▸ **Exercise goal**
Report how many lines of the records below include the word "WHERE". Give nothing but the number.

Stored data:
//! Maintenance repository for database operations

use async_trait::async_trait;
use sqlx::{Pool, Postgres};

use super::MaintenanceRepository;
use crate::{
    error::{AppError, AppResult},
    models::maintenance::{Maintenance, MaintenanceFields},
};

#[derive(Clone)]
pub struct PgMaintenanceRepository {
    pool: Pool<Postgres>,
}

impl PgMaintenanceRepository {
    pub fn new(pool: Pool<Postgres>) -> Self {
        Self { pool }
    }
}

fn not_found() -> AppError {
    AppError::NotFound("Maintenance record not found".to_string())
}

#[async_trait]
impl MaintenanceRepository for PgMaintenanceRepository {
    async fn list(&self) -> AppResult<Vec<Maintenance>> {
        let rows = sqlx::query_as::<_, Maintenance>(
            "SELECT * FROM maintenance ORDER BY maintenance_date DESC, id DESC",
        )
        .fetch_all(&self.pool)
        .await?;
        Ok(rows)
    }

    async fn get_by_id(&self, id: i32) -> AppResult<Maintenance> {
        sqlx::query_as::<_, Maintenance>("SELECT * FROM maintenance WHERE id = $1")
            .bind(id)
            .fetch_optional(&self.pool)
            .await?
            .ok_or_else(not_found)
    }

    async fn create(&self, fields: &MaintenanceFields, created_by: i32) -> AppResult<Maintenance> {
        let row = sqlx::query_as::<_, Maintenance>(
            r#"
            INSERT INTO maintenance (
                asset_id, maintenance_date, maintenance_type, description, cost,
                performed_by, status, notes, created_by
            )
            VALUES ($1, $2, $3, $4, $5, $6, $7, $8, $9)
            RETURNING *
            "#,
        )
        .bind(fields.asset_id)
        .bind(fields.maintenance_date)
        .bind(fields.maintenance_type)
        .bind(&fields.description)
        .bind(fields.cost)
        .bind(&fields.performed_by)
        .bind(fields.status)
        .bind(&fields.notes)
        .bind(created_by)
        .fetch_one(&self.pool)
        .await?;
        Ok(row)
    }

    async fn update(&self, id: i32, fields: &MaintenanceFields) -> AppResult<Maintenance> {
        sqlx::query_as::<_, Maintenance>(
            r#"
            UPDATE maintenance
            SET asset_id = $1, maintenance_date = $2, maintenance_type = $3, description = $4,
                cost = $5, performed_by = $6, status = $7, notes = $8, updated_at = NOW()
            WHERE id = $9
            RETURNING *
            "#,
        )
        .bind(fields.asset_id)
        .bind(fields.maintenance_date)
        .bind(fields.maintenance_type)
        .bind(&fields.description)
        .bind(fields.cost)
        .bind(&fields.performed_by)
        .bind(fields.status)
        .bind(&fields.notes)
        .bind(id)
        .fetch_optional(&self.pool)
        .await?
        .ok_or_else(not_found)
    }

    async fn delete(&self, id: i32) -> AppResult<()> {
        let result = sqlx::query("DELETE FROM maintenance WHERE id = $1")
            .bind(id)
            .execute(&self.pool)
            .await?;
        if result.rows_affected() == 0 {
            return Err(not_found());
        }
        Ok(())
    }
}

--

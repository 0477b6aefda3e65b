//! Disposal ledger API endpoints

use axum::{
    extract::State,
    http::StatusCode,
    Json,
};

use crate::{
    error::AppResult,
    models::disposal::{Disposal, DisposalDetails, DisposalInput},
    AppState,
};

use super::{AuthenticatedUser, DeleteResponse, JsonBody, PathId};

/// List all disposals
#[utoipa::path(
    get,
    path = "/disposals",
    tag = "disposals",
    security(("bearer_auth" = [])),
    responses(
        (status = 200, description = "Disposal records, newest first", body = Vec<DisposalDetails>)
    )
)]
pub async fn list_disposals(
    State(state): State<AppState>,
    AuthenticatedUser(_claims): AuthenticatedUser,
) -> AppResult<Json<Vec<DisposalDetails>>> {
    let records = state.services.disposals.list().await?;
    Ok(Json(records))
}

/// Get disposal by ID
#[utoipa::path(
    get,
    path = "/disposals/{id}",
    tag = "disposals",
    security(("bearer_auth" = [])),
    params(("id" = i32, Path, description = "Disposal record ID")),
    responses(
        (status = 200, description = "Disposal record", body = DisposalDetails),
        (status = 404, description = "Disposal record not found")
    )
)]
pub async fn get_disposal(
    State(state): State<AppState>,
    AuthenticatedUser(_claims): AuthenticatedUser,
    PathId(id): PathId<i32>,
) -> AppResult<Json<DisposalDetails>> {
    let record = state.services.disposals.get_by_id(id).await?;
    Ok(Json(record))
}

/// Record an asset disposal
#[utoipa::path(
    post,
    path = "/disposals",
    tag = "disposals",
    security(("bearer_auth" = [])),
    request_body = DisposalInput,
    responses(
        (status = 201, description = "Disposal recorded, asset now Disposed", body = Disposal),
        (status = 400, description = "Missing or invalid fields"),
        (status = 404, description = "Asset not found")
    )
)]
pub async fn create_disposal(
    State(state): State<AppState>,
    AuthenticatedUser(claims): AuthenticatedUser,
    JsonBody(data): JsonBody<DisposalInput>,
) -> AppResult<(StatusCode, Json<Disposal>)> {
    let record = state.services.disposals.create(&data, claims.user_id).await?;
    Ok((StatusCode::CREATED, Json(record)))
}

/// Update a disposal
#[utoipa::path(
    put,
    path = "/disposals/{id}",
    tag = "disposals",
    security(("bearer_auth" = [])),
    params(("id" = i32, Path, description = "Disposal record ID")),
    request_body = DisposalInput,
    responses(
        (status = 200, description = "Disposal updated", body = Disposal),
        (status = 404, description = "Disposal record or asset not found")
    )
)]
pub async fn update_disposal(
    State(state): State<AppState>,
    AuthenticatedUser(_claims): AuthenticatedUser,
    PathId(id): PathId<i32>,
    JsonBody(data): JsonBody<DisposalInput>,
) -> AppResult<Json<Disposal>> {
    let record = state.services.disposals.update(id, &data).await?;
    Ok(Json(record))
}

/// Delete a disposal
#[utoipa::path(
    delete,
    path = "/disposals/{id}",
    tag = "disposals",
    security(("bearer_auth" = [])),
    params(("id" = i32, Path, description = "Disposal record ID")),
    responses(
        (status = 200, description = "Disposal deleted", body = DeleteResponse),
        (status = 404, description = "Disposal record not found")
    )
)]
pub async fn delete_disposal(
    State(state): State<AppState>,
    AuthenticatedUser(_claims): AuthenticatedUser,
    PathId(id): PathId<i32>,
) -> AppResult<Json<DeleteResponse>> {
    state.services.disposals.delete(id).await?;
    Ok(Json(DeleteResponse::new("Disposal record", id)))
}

--

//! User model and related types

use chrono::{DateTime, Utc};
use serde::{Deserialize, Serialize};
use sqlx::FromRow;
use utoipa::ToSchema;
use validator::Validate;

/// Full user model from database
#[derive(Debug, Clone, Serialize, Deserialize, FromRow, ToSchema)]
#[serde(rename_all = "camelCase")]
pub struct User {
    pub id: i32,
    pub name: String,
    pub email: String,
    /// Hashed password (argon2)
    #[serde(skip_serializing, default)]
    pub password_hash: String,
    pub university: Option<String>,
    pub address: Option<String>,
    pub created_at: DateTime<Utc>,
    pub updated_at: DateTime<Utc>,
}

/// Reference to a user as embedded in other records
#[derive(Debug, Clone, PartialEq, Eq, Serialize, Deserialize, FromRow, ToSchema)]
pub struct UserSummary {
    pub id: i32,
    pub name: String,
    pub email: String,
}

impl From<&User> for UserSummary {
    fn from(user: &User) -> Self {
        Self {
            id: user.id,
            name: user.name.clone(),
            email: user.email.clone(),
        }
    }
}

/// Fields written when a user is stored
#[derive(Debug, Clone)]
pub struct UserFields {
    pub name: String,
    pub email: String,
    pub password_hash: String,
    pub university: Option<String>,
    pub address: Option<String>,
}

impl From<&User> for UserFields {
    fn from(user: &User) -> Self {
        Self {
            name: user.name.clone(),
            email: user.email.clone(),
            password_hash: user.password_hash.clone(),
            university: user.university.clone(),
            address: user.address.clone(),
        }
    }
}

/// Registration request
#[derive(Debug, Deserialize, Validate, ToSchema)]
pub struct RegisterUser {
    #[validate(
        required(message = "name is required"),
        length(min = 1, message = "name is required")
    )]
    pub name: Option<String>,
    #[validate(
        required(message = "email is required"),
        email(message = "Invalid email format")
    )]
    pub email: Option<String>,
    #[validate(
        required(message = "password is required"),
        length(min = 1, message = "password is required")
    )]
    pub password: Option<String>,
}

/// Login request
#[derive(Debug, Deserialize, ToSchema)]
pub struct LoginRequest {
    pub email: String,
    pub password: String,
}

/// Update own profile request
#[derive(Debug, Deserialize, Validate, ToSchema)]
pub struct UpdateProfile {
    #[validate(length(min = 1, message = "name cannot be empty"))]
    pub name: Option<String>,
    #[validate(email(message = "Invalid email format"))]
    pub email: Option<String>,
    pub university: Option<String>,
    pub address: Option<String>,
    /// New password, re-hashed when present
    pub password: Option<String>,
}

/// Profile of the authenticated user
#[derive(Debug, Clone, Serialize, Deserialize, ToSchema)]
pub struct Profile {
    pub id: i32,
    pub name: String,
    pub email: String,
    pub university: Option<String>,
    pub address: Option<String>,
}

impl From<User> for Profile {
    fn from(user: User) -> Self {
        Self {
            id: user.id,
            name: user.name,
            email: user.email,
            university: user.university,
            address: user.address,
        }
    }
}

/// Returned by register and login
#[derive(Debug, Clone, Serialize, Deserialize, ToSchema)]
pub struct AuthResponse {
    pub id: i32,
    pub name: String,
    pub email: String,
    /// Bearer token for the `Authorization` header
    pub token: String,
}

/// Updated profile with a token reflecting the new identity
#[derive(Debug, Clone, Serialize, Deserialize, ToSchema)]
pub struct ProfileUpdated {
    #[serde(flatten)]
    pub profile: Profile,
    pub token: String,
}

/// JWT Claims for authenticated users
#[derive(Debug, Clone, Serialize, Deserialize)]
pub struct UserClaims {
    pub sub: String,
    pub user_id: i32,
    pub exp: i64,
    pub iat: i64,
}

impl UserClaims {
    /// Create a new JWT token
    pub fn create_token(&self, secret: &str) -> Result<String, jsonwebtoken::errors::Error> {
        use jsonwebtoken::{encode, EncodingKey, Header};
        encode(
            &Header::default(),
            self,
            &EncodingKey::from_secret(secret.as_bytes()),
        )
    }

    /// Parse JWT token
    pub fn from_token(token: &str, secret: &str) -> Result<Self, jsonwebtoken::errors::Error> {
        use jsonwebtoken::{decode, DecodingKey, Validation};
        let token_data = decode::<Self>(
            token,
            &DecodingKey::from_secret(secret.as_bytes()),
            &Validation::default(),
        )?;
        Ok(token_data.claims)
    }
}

▸ **Response**
3